L'arca olearia

Un piccolo stress idrico in primavera e inizio estate compromette la produttività degli oliveti superintensivi

Una mancanza d'acqua moderata dalla fioritura all'indurimento del nocciolo può provocare una riduzione della produttività in olio fino al 64%. Impossibile guidare la crescita vegetativa con lo stress idrico

10 febbraio 2021 | R. T.

Uno dei problemi degli oliveti superintensivi è controllare la crescita vegetativa, quindi il rigoglio di nuovi rami e foglie, per concentrare le energie dell'albero sulla produzione.

Una delle strategie comunemente utilizzate è ridurre l'irrigazione, ovvero mettere gli olivi in un moderato stress idrico, per ridurre l'accrescimento vegetativo, specie in primavera.

Secondo una ricerca dell'Università di Madrid, l'utilizzo di tale tecnica sarebbe però controproducente.

Un esperimento di irrigazione è stato condotto durante 5 anni in due oliveti superintensivi cv. Arbequina nella Spagna centrale. I trattamenti di controllo sono stati irrigati per mantenere il "bulbo bagnato" vicino alla capacità del campo per tutta la stagione. Tre trattamenti di irrigazione deficitaria sono stati applicati dalla crescita dei germogli (aprile-maggio) fino all'indurimento del nocciolo (inizio luglio) con applicazioni di acqua relative al controllo al 50, 25, 0% o al 40, 17, 0%.

I trattamenti sono tornati all'irrigazione completa dopo l'indurimento del nocciolo.

Durante il periodo di trattamento si verifica una serie di eventi fenologici: rottura delle gemme, crescita dei germogli, differenziazione dei fiori, fioritura, allegagione, caduta dei frutti e indurimento dei noccioli. Le risposte di crescita vegetativa, fioritura, fruttificazione, caratteristiche dei frutti e produzione sono state valutate attraverso le loro relazioni con il potenziale idrico del fusto a mezzogiorno (Ψstem). La fioritura ha dimostrato di essere il periodo più sensibile al deficit di irrigazione e il principale fattore determinante della produzione finale attraverso la riduzione del numero di frutti e del contenuto di olio.

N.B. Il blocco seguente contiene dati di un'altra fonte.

//! Folding-energy z-scores and decision values.
//!
//! The z-score of a minimum free energy (MFE) compares it with the energy
//! distribution of shuffled sequences of the same composition. Instead of
//! shuffling, the mean and standard deviation of that distribution are
//! predicted by a pair of regression SVMs from four features: GC content,
//! A/(A+U), C/(C+G) and length.
//!
//! ```text
//! sequence ──► composition ──► standardize ──► engine(mean), engine(stdev)
//!                                                   │
//!                                 back-scale ◄──────┘
//!                                     │
//!                         z = (mfe - mean) / stdev
//! ```
//!
//! [`DecisionScorer`] runs the final classifier on features computed
//! upstream (z-scores, SCI, identity, ...).

use std::fmt;
use std::path::Path;

use tracing::{debug, warn};

use crate::config::ScorerConfig;
use crate::error::Error;
use crate::library::{DecisionSource, DecisionVariant, RegressionModels, RegressionVariant};
use crate::model::{Model, SparseFeatureVector};
use crate::predict::SvmEngine;
use crate::scale::{self, tables, ScalingScheme};

/// Error type for z-score and decision computation.
#[derive(Debug, Clone, PartialEq, thiserror::Error)]
pub enum ZScoreError {
    #[error("sequence contains no nucleotides")]
    EmptySequence,
    #[error("predicted standard deviation {stdev} is not positive ({variant:?} models)")]
    DegenerateStdev {
        stdev: f64,
        variant: RegressionVariant,
    },
    #[error("{variant:?} decision model expects {expected} features, got {actual}")]
    FeatureCount {
        variant: DecisionVariant,
        expected: usize,
        actual: usize,
    },
}

/// The input lies outside the range the regression models were trained on.
///
/// The z-score is still computed but is less reliable.
#[derive(Debug, Clone, PartialEq)]
pub enum ZScoreWarning {
    /// No GC bucket covers the sequence; the generic pair was used.
    GcOutOfRange { percent: f64 },
    LengthOutOfRange {
        length: usize,
        min: usize,
        max: usize,
    },
}

impl fmt::Display for ZScoreWarning {
    fn fmt(&self, f: &mut fmt::Formatter<'_>) -> fmt::Result {
        match self {
            ZScoreWarning::GcOutOfRange { percent } => write!(
                f,
                "GC content {percent:.1}% is outside the trained range, using generic models"
            ),
            ZScoreWarning::LengthOutOfRange { length, min, max } => write!(
                f,
                "sequence length {length} is outside the trained range {min}-{max}"
            ),
        }
    }
}

// =============================================================================
// Composition
// =============================================================================

/// Nucleotide counts of a sequence.
///
/// Counting is case insensitive and `T` counts as `U`. Gap characters
/// (`-`, `.`, `_`, `~`) are skipped; any other symbol (e.g. `N`) only
/// contributes to the length.
#[derive(Debug, Clone, Copy, PartialEq, Eq)]
pub struct SequenceComposition {
    pub length: usize,
    pub a: usize,
    pub c: usize,
    pub g: usize,
    pub u: usize,
}

impl SequenceComposition {
    pub fn from_sequence(seq: &str) -> Result<Self, ZScoreError> {
        let mut comp = SequenceComposition {
            length: 0,
            a: 0,
            c: 0,
            g: 0,
            u: 0,
        };
        for b in seq.bytes() {
            match b.to_ascii_uppercase() {
                b'-' | b'.' | b'_' | b'~' => continue,
                b'A' => comp.a += 1,
                b'C' => comp.c += 1,
                b'G' => comp.g += 1,
                b'U' | b'T' => comp.u += 1,
                _ => {}
            }
            comp.length += 1;
        }
        if comp.length == 0 {
            return Err(ZScoreError::EmptySequence);
        }
        Ok(comp)
    }

    /// (G + C) / length
    pub fn gc_content(&self) -> f64 {
        (self.g + self.c) as f64 / self.length as f64
    }

    pub fn gc_percent(&self) -> f64 {
        100.0 * self.gc_content()
    }

    /// A / (A + U), 0.5 if neither occurs.
    pub fn a_content(&self) -> f64 {
        ratio(self.a, self.u)
    }

    /// C / (C + G), 0.5 if neither occurs.
    pub fn c_content(&self) -> f64 {
        ratio(self.c, self.g)
    }

    /// Unscaled regression inputs, in feature index order 1-4.
    pub fn regression_features(&self) -> [f64; 4] {
        [
            self.gc_content(),
            self.a_content(),
            self.c_content(),
            self.length as f64,
        ]
    }
}

fn ratio(x: usize, y: usize) -> f64 {
    if x + y == 0 {
        0.5
    } else {
        x as f64 / (x + y) as f64
    }
}

// =============================================================================
// Z-scores
// =============================================================================

/// Result of [`ZScorer::zscore`].
#[derive(Debug, Clone, PartialEq)]
pub struct ZScore {
    /// `(mfe - mean) / stdev`
    pub value: f64,
    /// Predicted mean MFE of shuffled sequences, kcal/mol.
    pub mean: f64,
    /// Predicted standard deviation, kcal/mol.
    pub stdev: f64,
    pub variant: RegressionVariant,
    pub warnings: Vec<ZScoreWarning>,
}

/// Computes MFE z-scores with the built-in regression models.
///
/// All eleven regression pairs are parsed once on construction.
#[derive(Debug)]
pub struct ZScorer<E> {
    engine: E,
    /// Indexed by `RegressionVariant as usize`.
    models: Vec<RegressionModels>,
    config: ScorerConfig,
}

impl<E: SvmEngine> ZScorer<E> {
    pub fn new(engine: E) -> Result<Self, Error> {
        Self::with_config(engine, &ScorerConfig::default())
    }

    /// Use length limits and an optional fixed regression variant from `config`.
    pub fn with_config(engine: E, config: &ScorerConfig) -> Result<Self, Error> {
        let models = RegressionVariant::ALL
            .into_iter()
            .map(RegressionModels::builtin)
            .collect::<Result<Vec<_>, _>>()?;
        debug!(pairs = models.len(), "regression models ready");
        Ok(Self {
            engine,
            models,
            config: config.clone(),
        })
    }

    pub fn config(&self) -> &ScorerConfig {
        &self.config
    }

    pub fn engine(&self) -> &E {
        &self.engine
    }

    pub fn models(&self, variant: RegressionVariant) -> &RegressionModels {
        &self.models[variant as usize]
    }

    /// Z-score of `mfe` for `seq`, choosing the regression pair by GC content.
    ///
    /// Sequences outside 20-80% GC fall back to the generic pair.
    pub fn zscore(&self, seq: &str, mfe: f64) -> Result<ZScore, Error> {
        let comp = SequenceComposition::from_sequence(seq)?;
        let mut warnings = Vec::new();

        let variant = match self.config.regression_variant {
            Some(variant) => variant,
            None => {
                let percent = comp.gc_percent();
                RegressionVariant::for_gc_content(percent).unwrap_or_else(|| {
                    warn!(percent, "GC content out of range, using generic models");
                    warnings.push(ZScoreWarning::GcOutOfRange { percent });
                    RegressionVariant::Generic
                })
            }
        };

        self.score(&comp, mfe, variant, warnings)
    }

    /// Z-score of `mfe` for `seq` with a fixed regression pair.
    pub fn zscore_with_variant(
        &self,
        seq: &str,
        mfe: f64,
        variant: RegressionVariant,
    ) -> Result<ZScore, Error> {
        let comp = SequenceComposition::from_sequence(seq)?;
        self.score(&comp, mfe, variant, Vec::new())
    }

    fn score(
        &self,
        comp: &SequenceComposition,
        mfe: f64,
        variant: RegressionVariant,
        mut warnings: Vec<ZScoreWarning>,
    ) -> Result<ZScore, Error> {
        if !self.config.length_in_range(comp.length) {
            warn!(
                length = comp.length,
                min = self.config.min_length,
                max = self.config.max_length,
                "sequence length out of range"
            );
            warnings.push(ZScoreWarning::LengthOutOfRange {
                length: comp.length,
                min: self.config.min_length,
                max: self.config.max_length,
            });
        }

        let mut x = SparseFeatureVector::from_dense(&comp.regression_features());
        scale::scale(&mut x, ScalingScheme::Regression.table())?;

        let pair = self.models(variant);
        let (mean, stdev) = scale::backscale_regression(
            self.engine.predict(&pair.mean, &x),
            self.engine.predict(&pair.stdev, &x),
            &tables::MEAN_TARGET,
            &tables::STDEV_TARGET,
        );

        // Also rejects NaN.
        if !(stdev > 0.0) {
            return Err(ZScoreError::DegenerateStdev { stdev, variant }.into());
        }

        let value = (mfe - mean) / stdev;
        debug!(?variant, mfe, mean, stdev, value, "z-score");
        Ok(ZScore {
            value,
            mean,
            stdev,
            variant,
            warnings,
        })
    }
}

// =============================================================================
// Decision values
// =============================================================================

/// A decision model together with the feature set it expects.
#[derive(Debug, Clone, PartialEq)]
pub struct DecisionScorer {
    model: Model,
    variant: DecisionVariant,
}

impl DecisionScorer {
    /// Load `<base_path>/decision.model` if given, else the built-in model
    /// for `variant`.
    ///
    /// A custom model is still scaled with `variant`'s table.
    pub fn new(base_path: Option<&Path>, variant: DecisionVariant) -> Result<Self, Error> {
        let source = match base_path {
            Some(dir) => DecisionSource::Custom(dir),
            None => DecisionSource::Builtin(variant),
        };
        Ok(Self {
            model: source.load()?,
            variant,
        })
    }

    pub fn from_config(config: &ScorerConfig) -> Result<Self, Error> {
        Self::new(config.model_dir.as_deref(), config.decision_variant)
    }

    pub fn model(&self) -> &Model {
        &self.model
    }

    pub fn variant(&self) -> DecisionVariant {
        self.variant
    }

    /// Min-max scale `raw_features` and predict.
    ///
    /// # Errors
    ///
    /// [`ZScoreError::FeatureCount`] unless exactly
    /// `variant.feature_count()` features are given.
    pub fn decision_value<E: SvmEngine>(
        &self,
        engine: &E,
        raw_features: &[f64],
    ) -> Result<f64, Error> {
        let expected = self.variant.feature_count();
        if raw_features.len() != expected {
            return Err(ZScoreError::FeatureCount {
                variant: self.variant,
                expected,
                actual: raw_features.len(),
            }
            .into());
        }

        let mut x = SparseFeatureVector::from_dense(raw_features);
        scale::scale(&mut x, self.variant.scale_table())?;
        Ok(engine.predict(&self.model, &x))
    }
}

Con acqua elevata durante la fioritura (media Ψstem prima dell'irrigazione >-1.0 MPa) gli alberi hanno sviluppato più nodi, foglie, infiorescenze fertili e frutti per infiorescenza con conseguente produzione elevata (1278 kg di olio/ha). La produzione di olio è stata significativamente ridotta (64% del massimo) quando Ψstem è stato permesso di scendere sotto -1,5 MPa alla fioritura e si è dimezzata a -1,7 MPa. Si tratta di valori in cui generalmente non sono visibili sintomi di stress idrico a carico delle foglie.

Al contrario, Ψstem poteva essere ridotto a -1,8 MPa dopo la fioritura fino all'indurimento del nocciolo senza effetti sulla caduta dei frutti, sulle dimensioni dei frutti o sul contenuto di olio.

La caduta dei frutti è aumentata quando Ψstem dalla fioritura fino all'indurimento del nocciolo era inferiore a -2,71 MPa. In generale con valori superiori a 2,5 Mpa per più di 7-10 giorni si nota un addocciamento delle foglie.

Il contenuto di olio dei frutti alla raccolta era fortemente correlato al peso secco dei frutti all'indurimento del nocciolo.

La crescita vegetativa si è verificata continuamente durante la primavera, anche se principalmente durante la fioritura, e non poteva essere ridotta dall'irrigazione deficitaria senza ridurre la produzione. Quindi le strategie di irrigazione deficitaria non possono essere usate in primavera per controllare le dimensioni della chioma negli oliveti superintensivi senza gravi conseguenze sulla produttività.